§ **PROBLEM DETAILS**
Return all lines from the listing below that include the word "when".
◇ ◇ ◇ ◇ ◇ ◇ ◇
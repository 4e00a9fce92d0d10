//! SQLite bootstrap and schema migrations backing the host key-value store.
//!
//! # Responsibility
//! - Open and configure SQLite connections for the sync core.
//! - Apply schema migrations in deterministic order.
//!
//! # Invariants
//! - Migration version is tracked via `PRAGMA user_version`.
//! - No key-value entry is read or written before migrations succeed.

use std::error::Error;
use std::fmt::{Display, Formatter};

pub mod migrations;
mod open;

pub use open::{open_db, open_db_in_memory};

pub type DbResult<T> = Result<T, DbError>;

#[derive(Debug)]
pub enum DbError {
    Sqlite(rusqlite::Error),
    /// One registered migration failed; the transaction was rolled back.
    Migration {
        version: u32,
        source: rusqlite::Error,
    },
    UnsupportedSchemaVersion {
        db_version: u32,
        latest_supported: u32,
    },
}

impl Display for DbError {
    fn fmt(&self, f: &mut Formatter<'_>) -> std::fmt::Result {
        match self {
            Self::Sqlite(err) => write!(f, "{err}"),
            Self::Migration { version, source } => {
                write!(f, "migration {version} failed: {source}")
            }
            Self::UnsupportedSchemaVersion {
                db_version,
                latest_supported,
            } => write!(
                f,
                "database schema version {db_version} is newer than supported {latest_supported}"
            ),
        }
    }
}

impl Error for DbError {
    fn source(&self) -> Option<&(dyn Error + 'static)> {
        match self {
            Self::Sqlite(err) => Some(err),
            Self::Migration { source, .. } => Some(source),
            Self::UnsupportedSchemaVersion { .. } => None,
        }
    }
}

impl From<rusqlite::Error> for DbError {
    fn from(value: rusqlite::Error) -> Self {
        Self::Sqlite(value)
    }
}
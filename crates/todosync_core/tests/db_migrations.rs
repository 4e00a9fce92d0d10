use rusqlite::Connection;
use todosync_core::db::migrations::latest_version;
use todosync_core::db::{open_db, open_db_in_memory, DbError};
use todosync_core::{KvStore, SqliteKvStore};

#[test]
fn open_db_in_memory_applies_all_migrations() {
    let conn = open_db_in_memory().unwrap();

    assert_eq!(schema_version(&conn), latest_version());
    assert_table_exists(&conn, "kv_entries");
}

#[test]
fn reopening_file_database_keeps_entries() {
    let dir = tempfile::tempdir().unwrap();
    let path = dir.path().join("todosync.db");

    let store = SqliteKvStore::open(&path).unwrap();
    store.set("changelog/meta/next_id", "7").unwrap();
    drop(store);

    let conn = open_db(&path).unwrap();
    assert_eq!(schema_version(&conn), latest_version());
    let journal_mode: String = conn
        .query_row("PRAGMA journal_mode;", [], |row| row.get(0))
        .unwrap();
    assert_eq!(journal_mode.to_ascii_lowercase(), "wal");
    drop(conn);

    let reopened = SqliteKvStore::open(&path).unwrap();
    assert_eq!(
        reopened.get("changelog/meta/next_id").unwrap().as_deref(),
        Some("7")
    );
}

#[test]
fn opening_database_with_newer_schema_version_returns_error() {
    let dir = tempfile::tempdir().unwrap();
    let path = dir.path().join("future.db");

    let conn = Connection::open(&path).unwrap();
    conn.execute_batch("PRAGMA user_version = 999;").unwrap();
    drop(conn);

    let err = open_db(&path).unwrap_err();
    match err {
        DbError::UnsupportedSchemaVersion {
            db_version,
            latest_supported,
        } => {
            assert_eq!(db_version, 999);
            assert_eq!(latest_supported, latest_version());
        }
        other => panic!("unexpected error: {other}"),
    }
}

fn schema_version(conn: &Connection) -> u32 {
    conn.query_row("PRAGMA user_version;", [], |row| row.get(0))
        .unwrap()
}

fn assert_table_exists(conn: &Connection, table_name: &str) {
    let exists: i64 = conn
        .query_row(
            "SELECT EXISTS(
                SELECT 1
                FROM sqlite_master
                WHERE type = 'table' AND name = ?1
            );",
            [table_name],
            |row| row.get(0),
        )
        .unwrap();
    assert_eq!(exists, 1, "table {table_name} does not exist");
}
impl ChangeLog {
    /// Loads persisted records and resumes the id sequence.
    ///
    /// # Errors
    /// - `Validation` when `device_id` is not a valid identifier.
    /// - `Storage` when persisted records cannot be read or decoded.
    pub fn open(
        store: Arc<dyn KvStore>,
        device_id: impl Into<String>,
        clock: Arc<dyn Clock>,
    ) -> SyncResult<Self> {
        let device_id = device_id.into();
        validate_device_id(&device_id)?;

        let mut records = BTreeMap::new();
        for (key, value) in store.list_prefix(RECORD_PREFIX)? {
            let record: ChangeRecord =
                serde_json::from_str(&value).map_err(|err| StoreError::Corrupt {
                    key: key.clone(),
                    message: err.to_string(),
                })?;
            records.insert(record.id, record);
        }

        let stored_next = match store.get(NEXT_ID_KEY)? {
            Some(raw) => raw.parse::<ChangeId>().map_err(|err| StoreError::Corrupt {
                key: NEXT_ID_KEY.to_string(),
                message: err.to_string(),
            })?,
            None => 1,
        };
        let after_last = records.keys().next_back().map_or(1, |id| id + 1);
        let next_id = stored_next.max(after_last).max(1);

        let log = Self {
            store: BufferedKvStore::new(store),
            clock,
            device_id,
            state: Mutex::new(LogState { next_id, records }),
            session_gate: Mutex::new(()),
        };
        let recovered = log.recover_in_flight();

        info!(
            "event=changelog_open module=sync status=ok records={} next_id={} recovered={}",
            log.state().records.len(),
            next_id,
            recovered
        );
        Ok(log)
    }

    pub fn device_id(&self) -> &str {
        &self.device_id
    }

    /// Appends a mutation with no base version (creates, blind writes).
    pub fn append(
        &self,
        operation: ChangeOperation,
        entity: &EntityRef,
        payload: Value,
    ) -> SyncResult<ChangeRecord> {
        self.append_versioned(operation, entity, payload, None)
    }

    /// Appends a mutation made against `base_version` of the entity.
    ///
    /// # Errors
    /// - `Validation` for malformed input; nothing is recorded.
    pub fn append_versioned(
        &self,
        operation: ChangeOperation,
        entity: &EntityRef,
        payload: Value,
        base_version: Option<u64>,
    ) -> SyncResult<ChangeRecord> {
        validate_mutation(operation, entity, &payload)?;

        let mut state = self.state();
        let record = ChangeRecord {
            id: state.next_id,
            device_id: self.device_id.clone(),
            entity_type: entity.entity_type.clone(),
            entity_id: entity.entity_id.clone(),
            operation,
            payload,
            base_version,
            timestamp: self.clock.now_ms(),
            sync_status: SyncStatus::Pending,
            attempts: 0,
            last_error: None,
        };
        state.next_id += 1;
        state.records.insert(record.id, record.clone());
        self.persist(&record);
        self.store.put(NEXT_ID_KEY, &state.next_id.to_string());
        drop(state);

        info!(
            "event=change_append module=sync status=ok change_id={} operation={} entity_type={}",
            record.id,
            operation.as_str(),
            record.entity_type
        );
        Ok(record)
    }

    /// Records awaiting delivery (`pending` or `failed`), oldest first.
    pub fn pending_records(&self) -> Vec<ChangeRecord> {
        self.state()
            .records
            .values()
            .filter(|record| record.sync_status.awaits_delivery())
            .cloned()
            .collect()
    }

    pub fn pending_count(&self) -> usize {
        self.state()
            .records
            .values()
            .filter(|record| record.sync_status.awaits_delivery())
            .count()
    }

    /// Every retained record, oldest first.
    pub fn records(&self) -> Vec<ChangeRecord> {
        self.state().records.values().cloned().collect()
    }

    pub fn get(&self, id: ChangeId) -> Option<ChangeRecord> {
        self.state().records.get(&id).cloned()
    }

    /// Applies a forward status transition.
    ///
    /// Waits for an active sync session to finish first.
    pub fn mark_status(&self, id: ChangeId, status: SyncStatus) -> SyncResult<ChangeRecord> {
        let _gate = self
            .session_gate
            .lock()
            .unwrap_or_else(|poisoned| poisoned.into_inner());
        self.transition(id, status, None)
    }

    /// Takes the session lock, or `None` when another session holds it.
    pub fn begin_session(&self) -> Option<SessionLock<'_>> {
        let guard = match self.session_gate.try_lock() {
            Ok(guard) => guard,
            Err(TryLockError::Poisoned(poisoned)) => poisoned.into_inner(),
            Err(TryLockError::WouldBlock) => return None,
        };
        Some(SessionLock {
            log: self,
            _guard: guard,
        })
    }

    /// Drops delivered records from memory and storage.
    ///
    /// Returns the number of records removed.
    pub fn compact_synced(&self) -> usize {
        let mut state = self.state();
        let synced: Vec<ChangeId> = state
            .records
            .values()
            .filter(|record| record.sync_status == SyncStatus::Synced)
            .map(|record| record.id)
            .collect();
        for id in &synced {
            state.records.remove(id);
            self.store.remove(&record_key(*id));
        }
        if !synced.is_empty() {
            info!(
                "event=changelog_compact module=sync status=ok removed={}",
                synced.len()
            );
        }
        synced.len()
    }

    /// Retries buffered writes. Returns how many reached storage.
    pub fn flush(&self) -> SyncResult<usize> {
        Ok(self.store.flush()?)
    }

    /// Writes still waiting for the storage medium.
    pub fn buffered_count(&self) -> usize {
        self.store.buffered_len()
    }

    fn transition(
        &self,
        id: ChangeId,
        status: SyncStatus,
        failure: Option<String>,
    ) -> SyncResult<ChangeRecord> {
        let mut state = self.state();
        let record = state
            .records
            .get_mut(&id)
            .ok_or(ValidationError::UnknownChange(id))?;
        if !record.sync_status.can_transition_to(status) {
            return Err(ValidationError::InvalidTransition {
                id,
                from: record.sync_status,
                to: status,
            }
            .into());
        }
        apply_status(record, status, failure);
        let updated = record.clone();
        self.persist(&updated);
        Ok(updated)
    }

    fn revert(&self, id: ChangeId) -> SyncResult<ChangeRecord> {
        let mut state = self.state();
        let record = state
            .records
            .get_mut(&id)
            .ok_or(ValidationError::UnknownChange(id))?;
        if record.sync_status != SyncStatus::Syncing {
            return Err(ValidationError::InvalidTransition {
                id,
                from: record.sync_status,
                to: SyncStatus::Pending,
            }
            .into());
        }
        record.sync_status = SyncStatus::Pending;
        let updated = record.clone();
        self.persist(&updated);
        Ok(updated)
    }

    /// Moves records stranded in `syncing` back to `pending`.
    fn recover_in_flight(&self) -> usize {
        let mut state = self.state();
        let mut recovered = 0;
        for record in state.records.values_mut() {
            if record.sync_status == SyncStatus::Syncing {
                record.sync_status = SyncStatus::Pending;
                self.persist(record);
                recovered += 1;
            }
        }
        if recovered > 0 {
            warn!(
                "event=changelog_recover module=sync status=ok reverted={}",
                recovered
            );
        }
        recovered
    }

    fn persist(&self, record: &ChangeRecord) {
        match serde_json::to_string(record) {
            Ok(json) => self.store.put(&record_key(record.id), &json),
            Err(err) => error!(
                "event=change_persist module=sync status=error change_id={} error={}",
                record.id, err
            ),
        }
    }

    fn state(&self) -> MutexGuard<'_, LogState> {
        self.state
            .lock()
            .unwrap_or_else(|poisoned| poisoned.into_inner())
    }
}

/// Exclusive access to record status during one sync pass.
///
/// Dropping the lock ends the session.
pub struct SessionLock<'a> {
    log: &'a ChangeLog,
    _guard: MutexGuard<'a, ()>,
}

impl SessionLock<'_> {
    /// Records awaiting delivery at this instant, oldest first.
    pub fn snapshot_pending(&self) -> Vec<ChangeRecord> {
        self.log.pending_records()
    }

    pub fn mark_status(&self, id: ChangeId, status: SyncStatus) -> SyncResult<ChangeRecord> {
        self.log.transition(id, status, None)
    }

    /// Moves a syncing record to `failed`, keeping the reason.
    pub fn mark_failed(&self, id: ChangeId, reason: impl Into<String>) -> SyncResult<ChangeRecord> {
        self.log
            .transition(id, SyncStatus::Failed, Some(reason.into()))
    }

    /// Returns an in-flight record to `pending` after a cancelled pass.
    pub fn revert_to_pending(&self, id: ChangeId) -> SyncResult<ChangeRecord> {
        let record = self.log.revert(id)?;
        warn!(
            "event=change_revert module=sync status=ok change_id={}",
            record.id
        );
        Ok(record)
    }

    pub fn log(&self) -> &ChangeLog {
        self.log
    }
}

fn apply_status(record: &mut ChangeRecord, status: SyncStatus, failure: Option<String>) {
    match status {
        SyncStatus::Syncing => record.attempts = record.attempts.saturating_add(1),
        SyncStatus::Synced => record.last_error = None,
        SyncStatus::Failed => record.last_error = failure,
        SyncStatus::Pending => {}
    }
    record.sync_status = status;
}

fn record_key(id: ChangeId) -> String {
    format!("{RECORD_PREFIX}{id:020}")
}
◇ ◇ ◇ ◇ ◇ ◇ ◇
§ **REPLY TO THE TASK**
    /// - `Validation` when `device_id` is not a valid identifier.
    /// - `Storage` when persisted records cannot be read or decoded.
    /// Takes the session lock, or `None` when another session holds it.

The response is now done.